The crops are: potatoes, four cabots per perch – that is, three-quarters of a ton of early potatoes from the greenhouse; and tomatoes, in the culture of which Mr. B. attains extraordinary results. He puts in only 1,000 plants thus giving to his plants more room than is usually given; and he cultivates a corrugated variety which gives very heavy crops but does not fetch the same prices as the smooth varieties. In 1896 his crop was four tons of tomatoes, and so it would have been in 1897 – each plant giving an average of twenty pounds of fruit, while the usual crop is from eight to twelve pounds per plant.

The total crop was thus four and three-quarter tons of vegetables, to which the cach crops must be added – thus corresponding to 85,000 lb. per acres (over 90,000 lb. with the catch crops). I again omit the money returns, and only mention that the expenditure for fuel and manure was about £10 a year, and that the Jersey average is three men, each working fifty-five hours a week (ten hours a day), for every acre under glass.
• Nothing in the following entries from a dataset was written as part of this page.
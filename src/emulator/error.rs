use std::io;
use std::path::PathBuf;

use thiserror::Error;

/// Why a program could not be copied into memory.
#[derive(Debug, Error)]
pub enum LoadError {
    #[error("could not read program {path:?}")]
    Io {
        path: PathBuf,
        #[source]
        source: io::Error,
    },

    #[error("program is {size} bytes, but at most {max} bytes fit in memory")]
    TooLarge { size: usize, max: usize },
}

/// A call or return that the 16-entry call stack cannot honour.
/// `pc` is the address the offending instruction was fetched from,
/// or the current program counter when it was executed directly.
#[derive(Debug, Clone, Copy, PartialEq, Eq, Error)]
pub enum StackFault {
    #[error("stack overflow at {pc:#05x}: more than 16 nested calls")]
    Overflow { pc: u16 },

    #[error("stack underflow at {pc:#05x}: return with an empty stack")]
    Underflow { pc: u16 },
}
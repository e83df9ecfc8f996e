use rand::rngs::StdRng;
use rand::{Rng, SeedableRng};

/// Uniform random bytes for the `Cxkk` instruction.
/// Seeded once when the emulator is created.
pub struct ByteSource {
    rng: StdRng,
}

impl ByteSource {
    pub fn from_entropy() -> ByteSource {
        ByteSource {
            rng: StdRng::from_entropy(),
        }
    }

    pub fn from_seed(seed: u64) -> ByteSource {
        ByteSource {
            rng: StdRng::seed_from_u64(seed),
        }
    }

    pub fn next_byte(&mut self) -> u8 {
        self.rng.gen()
    }
}
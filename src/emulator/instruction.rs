use crate::util::bit_splitter::BitSplitter;

/// A wrapper for addresses.
#[derive(Debug, Clone, Copy, PartialEq, Eq)]
pub struct Addr(pub u16);

/// A wrapper for registers.
#[derive(Debug, Clone, Copy, PartialEq, Eq)]
pub struct Reg(pub u8);

/// A wrapper for constants.
#[derive(Debug, Clone, Copy, PartialEq, Eq)]
pub struct Const(pub u8);

/// A single instruction from the CHIP-8 instruction set.
/// Two bytes written in hexadecimal, with the following special characters:
/// - NNN: address
/// - NN: 8-bit constant
/// - N: 4-bit constant
/// - X and Y: 4-bit register identifier
/// - PC: Program counter
/// - I: 16 bit register for memory address
/// - VN: One of the 16 available variables (register identifiers)
#[derive(Debug, Clone, Copy, PartialEq, Eq)]
pub enum Instruction {
    ClearScreen, // 00E0
    Return, // 00EE
    Goto(Addr), // 1NNN
    Call(Addr), // 2NNN
    IfRegEqConst(Reg, Const), // 3XNN
    IfRegNeqConst(Reg, Const), // 4XNN
    IfRegEqReg(Reg, Reg), // 5XY0
    SetRegToConst(Reg, Const), // 6XNN
    IncRegByConst(Reg, Const), // 7XNN
    SetRegToReg(Reg, Reg), // 8XY0
    BitwiseOr(Reg, Reg), // 8XY1
    BitwiseAnd(Reg, Reg), // 8XY2
    BitwiseXor(Reg, Reg), // 8XY3
    IncRegByReg(Reg, Reg), // 8XY4
    DecRegByReg(Reg, Reg), // 8XY5
    BitshiftRight(Reg, Reg), // 8XY6
    SetVxVyMinusVx(Reg, Reg), // 8XY7
    BitshiftLeft(Reg, Reg), // 8XYE
    IfRegNeqReg(Reg, Reg), // 9XY0
    SetI(Addr), // ANNN
    SetPcToV0PlusAddr(Addr), // BNNN
    SetVxRand(Reg, Const), // CXNN
    Draw(Reg, Reg, Const), // DXYN
    IfKeyEqVx(Reg), // EX9E
    IfKeyNeqVx(Reg), // EXA1
    SetRegToDelayTimer(Reg), // FX07
    SetRegToGetKey(Reg), // FX0A
    SetDelayTimerToReg(Reg), // FX15
    SetSoundTimerToReg(Reg), // FX18
    AddRegToI(Reg), // FX1E
    SetIToSpriteAddrVx(Reg), // FX29
    SetIToBcdOfReg(Reg), // FX33
    RegDump(Reg), // FX55
    RegLoad(Reg), // FX65
    /// Anything else. Executes as a no-op.
    Unknown(u16),
}

impl Instruction {
    pub fn from_two_u8(left: u8, right: u8) -> Instruction {
        Instruction::decode(BitSplitter::from_two_u8(left, right).as_u16())
    }

    /// The high nibble picks the family. Families 0, 8 and E are split
    /// further on the low nibble, family F on the low byte.
    pub fn decode(value: u16) -> Instruction {
        let opcode = BitSplitter::from_u16(value);
        let (x, y) = (Reg(opcode.x()), Reg(opcode.y()));
        match opcode.high_nibble() {
            0x0 => Self::decode_system(opcode),
            0x1 => Instruction::Goto(Addr(opcode.nnn())),
            0x2 => Instruction::Call(Addr(opcode.nnn())),
            0x3 => Instruction::IfRegEqConst(x, Const(opcode.kk())),
            0x4 => Instruction::IfRegNeqConst(x, Const(opcode.kk())),
            0x5 => Instruction::IfRegEqReg(x, y),
            0x6 => Instruction::SetRegToConst(x, Const(opcode.kk())),
            0x7 => Instruction::IncRegByConst(x, Const(opcode.kk())),
            0x8 => Self::decode_arithmetic(opcode),
            0x9 => Instruction::IfRegNeqReg(x, y),
            0xA => Instruction::SetI(Addr(opcode.nnn())),
            0xB => Instruction::SetPcToV0PlusAddr(Addr(opcode.nnn())),
            0xC => Instruction::SetVxRand(x, Const(opcode.kk())),
            0xD => Instruction::Draw(x, y, Const(opcode.n())),
            0xE => Self::decode_key(opcode),
            _ => Self::decode_misc(opcode),
        }
    }

    fn decode_system(opcode: BitSplitter) -> Instruction {
        match opcode.n() {
            0x0 => Instruction::ClearScreen,
            0xE => Instruction::Return,
            _ => Instruction::Unknown(opcode.as_u16()),
        }
    }

    fn decode_arithmetic(opcode: BitSplitter) -> Instruction {
        let (x, y) = (Reg(opcode.x()), Reg(opcode.y()));
        match opcode.n() {
            0x0 => Instruction::SetRegToReg(x, y),
            0x1 => Instruction::BitwiseOr(x, y),
            0x2 => Instruction::BitwiseAnd(x, y),
            0x3 => Instruction::BitwiseXor(x, y),
            0x4 => Instruction::IncRegByReg(x, y),
            0x5 => Instruction::DecRegByReg(x, y),
            0x6 => Instruction::BitshiftRight(x, y),
            0x7 => Instruction::SetVxVyMinusVx(x, y),
            0xE => Instruction::BitshiftLeft(x, y),
            _ => Instruction::Unknown(opcode.as_u16()),
        }
    }

    fn decode_key(opcode: BitSplitter) -> Instruction {
        let x = Reg(opcode.x());
        match opcode.n() {
            0xE => Instruction::IfKeyEqVx(x),
            0x1 => Instruction::IfKeyNeqVx(x),
            _ => Instruction::Unknown(opcode.as_u16()),
        }
    }

    fn decode_misc(opcode: BitSplitter) -> Instruction {
        let x = Reg(opcode.x());
        match opcode.kk() {
            0x07 => Instruction::SetRegToDelayTimer(x),
            0x0A => Instruction::SetRegToGetKey(x),
            0x15 => Instruction::SetDelayTimerToReg(x),
            0x18 => Instruction::SetSoundTimerToReg(x),
            0x1E => Instruction::AddRegToI(x),
            0x29 => Instruction::SetIToSpriteAddrVx(x),
            0x33 => Instruction::SetIToBcdOfReg(x),
            0x55 => Instruction::RegDump(x),
            0x65 => Instruction::RegLoad(x),
            _ => Instruction::Unknown(opcode.as_u16()),
        }
    }
}
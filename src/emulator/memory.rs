//! The 4KB address space. Every address wraps modulo 4096.

pub const MEM_SIZE: usize = 4096;
pub const FONT_BASE: u16 = 0x050;
pub const PROGRAM_START: u16 = 0x200;
pub const MAX_PROGRAM_SIZE: usize = MEM_SIZE - PROGRAM_START as usize;

/// Bytes per font glyph.
pub const GLYPH_SIZE: u16 = 5;

pub const FONT: [u8; 80] = [
    0xF0, 0x90, 0x90, 0x90, 0xF0, // 0
    0x20, 0x60, 0x20, 0x20, 0x70, // 1
    0xF0, 0x10, 0xF0, 0x80, 0xF0, // 2
    0xF0, 0x10, 0xF0, 0x10, 0xF0, // 3
    0x90, 0x90, 0xF0, 0x10, 0x10, // 4
    0xF0, 0x80, 0xF0, 0x10, 0xF0, // 5
    0xF0, 0x80, 0xF0, 0x90, 0xF0, // 6
    0xF0, 0x10, 0x20, 0x40, 0x40, // 7
    0xF0, 0x90, 0xF0, 0x90, 0xF0, // 8
    0xF0, 0x90, 0xF0, 0x10, 0xF0, // 9
    0xF0, 0x90, 0xF0, 0x90, 0x90, // A
    0xE0, 0x90, 0xE0, 0x90, 0xE0, // B
    0xF0, 0x80, 0x80, 0x80, 0xF0, // C
    0xE0, 0x90, 0x90, 0x90, 0xE0, // D
    0xF0, 0x80, 0xF0, 0x80, 0xF0, // E
    0xF0, 0x80, 0xF0, 0x80, 0x80, // F
];

/// Reduce any 16-bit address into the address space.
pub fn wrap(addr: u16) -> u16 {
    addr % MEM_SIZE as u16
}

pub struct Memory {
    bytes: [u8; MEM_SIZE],
}

impl Memory {
    /// Zeroed memory with the font copied to `FONT_BASE`.
    pub fn new() -> Memory {
        let mut bytes = [0; MEM_SIZE];
        let font_base = FONT_BASE as usize;
        bytes[font_base..font_base + FONT.len()].copy_from_slice(&FONT);
        Memory { bytes }
    }

    pub fn read(&self, addr: u16) -> u8 {
        self.bytes[wrap(addr) as usize]
    }

    pub fn write(&mut self, addr: u16, value: u8) {
        self.bytes[wrap(addr) as usize] = value;
    }

    /// Read the big-endian word at `addr` and `addr + 1`.
    pub fn read_u16(&self, addr: u16) -> u16 {
        let left = self.read(addr);
        let right = self.read(addr.wrapping_add(1));
        ((left as u16) << 8) | right as u16
    }

    /// Copy a program to `PROGRAM_START`. The caller checks the size.
    pub(crate) fn load_program(&mut self, program: &[u8]) {
        let start = PROGRAM_START as usize;
        self.bytes[start..start + program.len()].copy_from_slice(program);
    }

    pub fn as_slice(&self) -> &[u8] {
        &self.bytes
    }
}

impl Default for Memory {
    fn default() -> Self {
        Self::new()
    }
}

#[cfg(test)]
mod tests {
    use super::*;

    #[test]
    fn font_is_loaded_at_font_base() {
        let memory = Memory::new();
        assert_eq!(&memory.as_slice()[0x50..0xA0], &FONT[..]);
        assert!(memory.as_slice()[..0x50].iter().all(|b| *b == 0));
        assert!(memory.as_slice()[0xA0..].iter().all(|b| *b == 0));
    }

    #[test]
    fn addresses_wrap() {
        let mut memory = Memory::new();
        memory.write(0x1000, 0xAB);
        assert_eq!(memory.read(0x000), 0xAB);
        assert_eq!(memory.read(0xF000), 0xAB);
    }

    #[test]
    fn word_read_wraps_across_the_end() {
        let mut memory = Memory::new();
        memory.write(0xFFF, 0x12);
        memory.write(0x000, 0x34);
        assert_eq!(memory.read_u16(0xFFF), 0x1234);
    }

    #[test]
    fn program_fills_to_the_end_of_memory() {
        let mut memory = Memory::new();
        let program = vec![0xEE; MAX_PROGRAM_SIZE];
        memory.load_program(&program);
        assert_eq!(memory.read(0x200), 0xEE);
        assert_eq!(memory.read(0xFFF), 0xEE);
    }
}
/*!

A CHIP-8 interpreter core as specified at https://en.wikipedia.org/wiki/CHIP-8.

The crate owns the machine state (registers, memory, stack, timers, keypad and framebuffer)
and the fetch-decode-execute cycle. Drawing the framebuffer, playing a tone while the sound
timer runs and reading a real keyboard are left to whoever drives the emulator.

# Headless runner

To try a program without a frontend, use
`cargo run --release --bin headless -- <program> --frames 300 --dump`.
Set `RUST_LOG=trace` to see every executed instruction.

# Library

The main way of running a program is to load instructions as bytes and call `cycle`.

```rust
use chip8_interp::emulator::Emulator;

let mut emulator = Emulator::new();

// Load a program at address 0x200.
let clear_display = [0x00, 0xE0];
emulator.load(&clear_display).unwrap();
emulator.cycle().unwrap(); // Will now clear the display
assert_eq!(emulator.program_counter(), 0x202);
```

Alternatively, you can experiment by executing instructions manually.

```rust
use chip8_interp::emulator::Emulator;
use chip8_interp::emulator::instruction::{Instruction, Reg, Const, Addr};

let mut emulator = Emulator::with_seed(1);

// Execute instructions manually
emulator.execute_single(Instruction::ClearScreen).unwrap();

// Or many sequentially
emulator.execute_many(&[
    Instruction::Goto(Addr(0x250)),
    Instruction::SetRegToConst(Reg(0xA), Const(35)),
    Instruction::SetRegToReg(Reg(0xB), Reg(0xA))
]).unwrap();
assert_eq!(emulator.register(Reg(0xB)), 35);
```

## Timing

`cycle` ticks the delay and sound timers once per instruction. To run instructions faster
than the 60 Hz timers, call `step` at the instruction rate and `tick_timers` sixty times
a second instead.

## Input and output

Between cycles, press and release keys through `keypad_mut`, and read pixels from `screen`.

```rust
use chip8_interp::emulator::Emulator;

let mut emulator = Emulator::new();
// Wait for a key, store it in V0, then point I at its glyph and draw it.
emulator.load(&[0xF0, 0x0A, 0xF0, 0x29, 0xD1, 0x15]).unwrap();

emulator.cycle().unwrap();
assert_eq!(emulator.program_counter(), 0x200); // Still waiting

emulator.keypad_mut().press(0x7);
for _ in 0..3 {
    emulator.cycle().unwrap();
}
assert!(emulator.screen().is_set(0, 0));
```
*/

pub mod emulator;
pub mod util;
The Scilly Islands. – These islands also give a beautiful illustration of what may be obtained from the soil by an intensive cultivation. When shipping and supplying pilots became a decaying source of income, the Scillonians took to the growing of potatoes. For many years, we are told by Mr. J. G. Uren (Scilly and the Scillonians, Plymouth, 1907), this was a very profitable industry. The crop was ready at least a month in advance of any other source of supply on the mainland. Every year about 1,000 tons of potatoes were exported. “In its palmy days the potato harvest in Scilly was the great event of the year. Gangs of diggers were brought across from the mainland,” and the prices went occasionally up to £28 a ton for the earliest potatoes. Gradually, however, the export of potatoes was reduced to less than one-half of what it was formerly. Then the inhabitants of the islands went for fishing, and later on they began to grow flowers. Frost and snow being practically unknown in the islands, this new industry succeeded very well. The arable are of the islands is about 4,000 acres, which are divided into small farms, less than from fifteen to twenty acres, and these farms are transmitted, according to the local custom, from father to son.

It is not long ago that they began to grow wild narcissuses, to which they soon added daffodils (a hundred varieties), and lilies, especially arum-lilies, for Church decoration. All these are grown in narrow strips, sheltered from the winds by dwarf hedges. Movable glass-houses are resorted to shelter the flowers for a certain time, and in this way the gardeners have a succession of crops, beginning soon after Christmas, and lasting until April or May.

The flowers are shipped to Penzance, and thence carried by rail in special carriages. At the top of the season thirty to forty tons are shipped in a single day. The total exports, which were only 100 tons in 1887, have now reached 1,000 in 1907.